Problem description | Search the records for the string "DocumentElement" and copy every line in which it appears.

Data for this task |

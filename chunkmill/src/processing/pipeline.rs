use std::sync::Arc;

use crate::config::ProcessingConfig;
use crate::error::Result;
use crate::models::{DocumentBundle, DocumentElement, ItemLabel, ProcessedChunk};

use super::{
    ContentFilter, HierarchyMerger, MergeAnomaly, PageChunker, RejectReason, TokenCounter,
    default_counter,
};

/// Per-bundle diagnostic counters. Rejection counts are broken out per filter
/// rule; `anomalies` lists the unresolvable parent references.
#[derive(Debug, Default, Clone, PartialEq, Eq)]
pub struct PipelineStats {
    pub input_elements: usize,
    pub pictures_dropped: usize,
    pub merged_chunks: usize,
    pub independent_chunks: usize,
    pub filtered_empty: usize,
    pub filtered_toc: usize,
    pub filtered_short: usize,
    pub filtered_symbols: usize,
    pub output_chunks: usize,
    pub anomalies: Vec<MergeAnomaly>,
}

impl PipelineStats {
    pub fn filtered_total(&self) -> usize {
        self.filtered_empty + self.filtered_toc + self.filtered_short + self.filtered_symbols
    }

    fn record_rejection(&mut self, reason: RejectReason) {
        match reason {
            RejectReason::Empty => self.filtered_empty += 1,
            RejectReason::TocSignature => self.filtered_toc += 1,
            RejectReason::ShortText => self.filtered_short += 1,
            RejectReason::SymbolOnly => self.filtered_symbols += 1,
        }
    }
}

#[derive(Debug)]
pub struct PipelineOutput {
    pub chunks: Vec<ProcessedChunk>,
    pub stats: PipelineStats,
}

/// Full merge → filter → page-chunk transform over one document bundle.
///
/// Synchronous, deterministic, and free of I/O: identical input and
/// configuration always produce identical output.
pub struct ProcessingPipeline {
    merger: HierarchyMerger,
    filter: ContentFilter,
    chunker: PageChunker,
}

impl ProcessingPipeline {
    pub fn new(config: &ProcessingConfig) -> Self {
        Self::with_token_counter(config, default_counter(config))
    }

    pub fn with_token_counter(config: &ProcessingConfig, tokens: Arc<dyn TokenCounter>) -> Self {
        Self {
            merger: HierarchyMerger::new(),
            filter: ContentFilter::new(config),
            chunker: PageChunker::new(tokens),
        }
    }

    pub fn process(&self, bundle: &DocumentBundle) -> Result<PipelineOutput> {
        bundle.validate()?;

        let mut stats = PipelineStats {
            input_elements: bundle.elements.len(),
            ..PipelineStats::default()
        };

        // Pictures never reach the index; they should not arrive here at all,
        // but a stray one must not fail the bundle.
        let elements: Vec<DocumentElement> = bundle
            .elements
            .iter()
            .filter(|e| {
                if e.item_label == ItemLabel::Picture {
                    stats.pictures_dropped += 1;
                    false
                } else {
                    true
                }
            })
            .cloned()
            .collect();

        let outcome = self.merger.merge(&elements);
        stats.anomalies = outcome.anomalies;
        for chunk in &outcome.chunks {
            match chunk.item_label() {
                ItemLabel::Merged => stats.merged_chunks += 1,
                _ => stats.independent_chunks += 1,
            }
        }

        let mut kept = Vec::with_capacity(outcome.chunks.len());
        for chunk in outcome.chunks {
            match self.filter.evaluate(&chunk) {
                None => kept.push(chunk),
                Some(reason) => stats.record_rejection(reason),
            }
        }

        // Joining buffered texts can synthesize a filter signature across
        // element boundaries (a table reference in one element, a dot-leader
        // run in the next), so the folded units are screened again.
        let mut chunks = Vec::with_capacity(kept.len());
        for chunk in self.chunker.chunk(kept) {
            match self.filter.evaluate(&chunk) {
                None => chunks.push(chunk),
                Some(reason) => stats.record_rejection(reason),
            }
        }
        stats.output_chunks = chunks.len();

        tracing::debug!(
            input = stats.input_elements,
            merged = stats.merged_chunks,
            filtered = stats.filtered_total(),
            output = stats.output_chunks,
            anomalies = stats.anomalies.len(),
            "Processed document bundle"
        );

        Ok(PipelineOutput { chunks, stats })
    }
}

impl Default for ProcessingPipeline {
    fn default() -> Self {
        Self::new(&ProcessingConfig::default())
    }
}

Written solution |
use crate::models::{DocumentBundle, DocumentElement, ItemLabel, ProcessedChunk};
        let elements: Vec<DocumentElement> = bundle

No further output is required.